> _Provided information_
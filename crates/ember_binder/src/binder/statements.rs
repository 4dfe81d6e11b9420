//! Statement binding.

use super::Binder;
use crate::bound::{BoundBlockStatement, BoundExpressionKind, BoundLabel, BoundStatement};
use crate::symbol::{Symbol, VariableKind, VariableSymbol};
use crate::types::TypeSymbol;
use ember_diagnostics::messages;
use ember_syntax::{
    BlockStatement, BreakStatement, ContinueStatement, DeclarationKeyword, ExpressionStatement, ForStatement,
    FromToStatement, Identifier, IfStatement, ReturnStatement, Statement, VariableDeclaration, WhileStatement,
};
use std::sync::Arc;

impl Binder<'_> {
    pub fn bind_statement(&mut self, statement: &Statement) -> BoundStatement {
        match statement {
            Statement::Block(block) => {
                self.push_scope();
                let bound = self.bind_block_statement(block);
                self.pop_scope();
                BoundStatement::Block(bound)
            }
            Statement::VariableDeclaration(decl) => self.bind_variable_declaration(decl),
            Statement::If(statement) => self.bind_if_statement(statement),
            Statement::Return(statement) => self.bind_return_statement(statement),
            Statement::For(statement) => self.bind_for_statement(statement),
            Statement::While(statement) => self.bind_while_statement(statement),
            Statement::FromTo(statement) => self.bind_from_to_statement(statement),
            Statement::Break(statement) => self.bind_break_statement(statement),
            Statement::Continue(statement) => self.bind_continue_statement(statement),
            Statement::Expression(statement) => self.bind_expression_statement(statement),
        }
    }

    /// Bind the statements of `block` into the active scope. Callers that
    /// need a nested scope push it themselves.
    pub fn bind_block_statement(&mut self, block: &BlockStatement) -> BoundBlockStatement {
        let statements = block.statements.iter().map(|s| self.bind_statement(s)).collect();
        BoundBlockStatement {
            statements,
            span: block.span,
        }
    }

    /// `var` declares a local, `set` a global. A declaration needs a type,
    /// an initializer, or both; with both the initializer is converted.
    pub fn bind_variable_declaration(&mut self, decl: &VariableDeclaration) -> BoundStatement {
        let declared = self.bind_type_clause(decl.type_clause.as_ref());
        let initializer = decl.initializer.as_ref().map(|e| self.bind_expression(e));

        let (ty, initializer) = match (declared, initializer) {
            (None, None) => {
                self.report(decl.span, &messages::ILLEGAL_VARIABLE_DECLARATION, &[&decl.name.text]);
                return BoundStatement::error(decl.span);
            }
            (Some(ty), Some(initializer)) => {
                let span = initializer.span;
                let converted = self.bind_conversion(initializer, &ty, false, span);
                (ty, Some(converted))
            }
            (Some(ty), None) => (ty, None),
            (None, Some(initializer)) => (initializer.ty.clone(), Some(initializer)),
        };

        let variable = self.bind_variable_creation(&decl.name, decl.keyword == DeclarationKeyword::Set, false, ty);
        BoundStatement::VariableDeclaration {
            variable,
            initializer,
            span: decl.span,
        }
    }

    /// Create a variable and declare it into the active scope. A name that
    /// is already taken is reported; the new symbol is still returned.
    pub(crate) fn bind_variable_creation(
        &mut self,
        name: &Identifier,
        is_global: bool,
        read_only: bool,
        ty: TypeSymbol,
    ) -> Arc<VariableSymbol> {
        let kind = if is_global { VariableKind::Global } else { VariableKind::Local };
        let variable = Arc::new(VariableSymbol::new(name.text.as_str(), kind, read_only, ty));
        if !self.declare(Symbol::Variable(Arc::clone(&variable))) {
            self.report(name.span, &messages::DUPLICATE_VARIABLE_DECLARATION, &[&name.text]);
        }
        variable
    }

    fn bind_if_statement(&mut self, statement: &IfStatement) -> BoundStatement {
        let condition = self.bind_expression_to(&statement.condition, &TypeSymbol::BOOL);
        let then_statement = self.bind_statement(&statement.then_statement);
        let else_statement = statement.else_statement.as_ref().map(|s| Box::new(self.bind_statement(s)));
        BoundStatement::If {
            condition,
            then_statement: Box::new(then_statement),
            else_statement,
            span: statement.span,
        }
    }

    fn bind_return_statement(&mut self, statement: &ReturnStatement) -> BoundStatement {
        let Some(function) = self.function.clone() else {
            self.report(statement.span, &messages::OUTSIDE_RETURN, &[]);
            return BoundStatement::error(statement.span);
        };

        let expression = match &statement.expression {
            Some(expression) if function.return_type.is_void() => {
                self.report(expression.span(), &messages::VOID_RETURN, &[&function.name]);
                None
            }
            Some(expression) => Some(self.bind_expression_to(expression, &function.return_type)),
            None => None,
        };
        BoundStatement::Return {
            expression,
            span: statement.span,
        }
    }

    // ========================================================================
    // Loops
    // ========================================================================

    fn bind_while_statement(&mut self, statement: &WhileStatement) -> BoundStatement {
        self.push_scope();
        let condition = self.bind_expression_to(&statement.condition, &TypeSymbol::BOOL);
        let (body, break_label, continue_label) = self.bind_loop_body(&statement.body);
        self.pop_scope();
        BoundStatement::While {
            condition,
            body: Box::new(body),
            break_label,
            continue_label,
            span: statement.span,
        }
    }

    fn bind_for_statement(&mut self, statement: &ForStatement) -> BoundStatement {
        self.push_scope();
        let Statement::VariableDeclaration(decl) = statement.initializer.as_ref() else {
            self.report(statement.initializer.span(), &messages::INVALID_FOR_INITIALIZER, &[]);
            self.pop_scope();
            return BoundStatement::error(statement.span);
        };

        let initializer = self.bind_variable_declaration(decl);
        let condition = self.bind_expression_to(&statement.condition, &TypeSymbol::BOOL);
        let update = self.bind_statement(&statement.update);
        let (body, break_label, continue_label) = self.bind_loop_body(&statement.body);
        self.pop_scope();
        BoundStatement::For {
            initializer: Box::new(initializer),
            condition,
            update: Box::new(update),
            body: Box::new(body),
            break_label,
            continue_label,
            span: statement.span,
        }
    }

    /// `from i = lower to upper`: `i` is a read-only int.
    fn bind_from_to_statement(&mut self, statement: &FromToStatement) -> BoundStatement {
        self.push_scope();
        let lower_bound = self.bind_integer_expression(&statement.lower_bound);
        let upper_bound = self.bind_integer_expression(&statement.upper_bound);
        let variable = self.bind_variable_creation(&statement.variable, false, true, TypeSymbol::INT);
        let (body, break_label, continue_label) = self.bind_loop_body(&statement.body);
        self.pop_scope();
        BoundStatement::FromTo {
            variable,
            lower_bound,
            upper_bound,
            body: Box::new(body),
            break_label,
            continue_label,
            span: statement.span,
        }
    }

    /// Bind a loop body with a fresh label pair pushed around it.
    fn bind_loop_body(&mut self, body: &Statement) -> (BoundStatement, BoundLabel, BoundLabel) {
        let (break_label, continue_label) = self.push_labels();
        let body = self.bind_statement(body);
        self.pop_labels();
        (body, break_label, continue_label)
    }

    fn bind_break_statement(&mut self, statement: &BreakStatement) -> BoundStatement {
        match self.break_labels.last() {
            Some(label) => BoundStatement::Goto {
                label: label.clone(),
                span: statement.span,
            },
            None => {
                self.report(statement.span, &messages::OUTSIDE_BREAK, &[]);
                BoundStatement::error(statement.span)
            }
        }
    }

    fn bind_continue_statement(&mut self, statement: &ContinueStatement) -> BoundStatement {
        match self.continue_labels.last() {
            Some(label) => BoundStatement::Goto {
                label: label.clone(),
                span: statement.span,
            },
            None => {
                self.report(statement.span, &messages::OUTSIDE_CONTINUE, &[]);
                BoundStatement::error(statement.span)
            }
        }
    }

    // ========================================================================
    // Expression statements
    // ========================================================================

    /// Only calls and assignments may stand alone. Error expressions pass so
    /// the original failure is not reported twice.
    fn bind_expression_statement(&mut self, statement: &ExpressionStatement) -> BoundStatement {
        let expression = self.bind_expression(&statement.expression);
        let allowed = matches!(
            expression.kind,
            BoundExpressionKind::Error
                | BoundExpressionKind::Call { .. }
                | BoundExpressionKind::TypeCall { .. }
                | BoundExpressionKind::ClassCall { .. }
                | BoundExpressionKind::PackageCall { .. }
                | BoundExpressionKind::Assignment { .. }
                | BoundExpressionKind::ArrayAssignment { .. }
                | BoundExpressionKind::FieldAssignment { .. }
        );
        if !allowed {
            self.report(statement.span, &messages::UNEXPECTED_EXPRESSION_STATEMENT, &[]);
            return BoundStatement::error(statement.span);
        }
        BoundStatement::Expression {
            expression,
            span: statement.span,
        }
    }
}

> _Task prompt_
Where a line of the entries above holds the word "None", return that line.

> _Exercise result_
            (None, None) => {
            (Some(ty), None) => (ty, None),
            (None, Some(initializer)) => (initializer.ty.clone(), Some(initializer)),
                None
            None => None,
            None => {
            None => {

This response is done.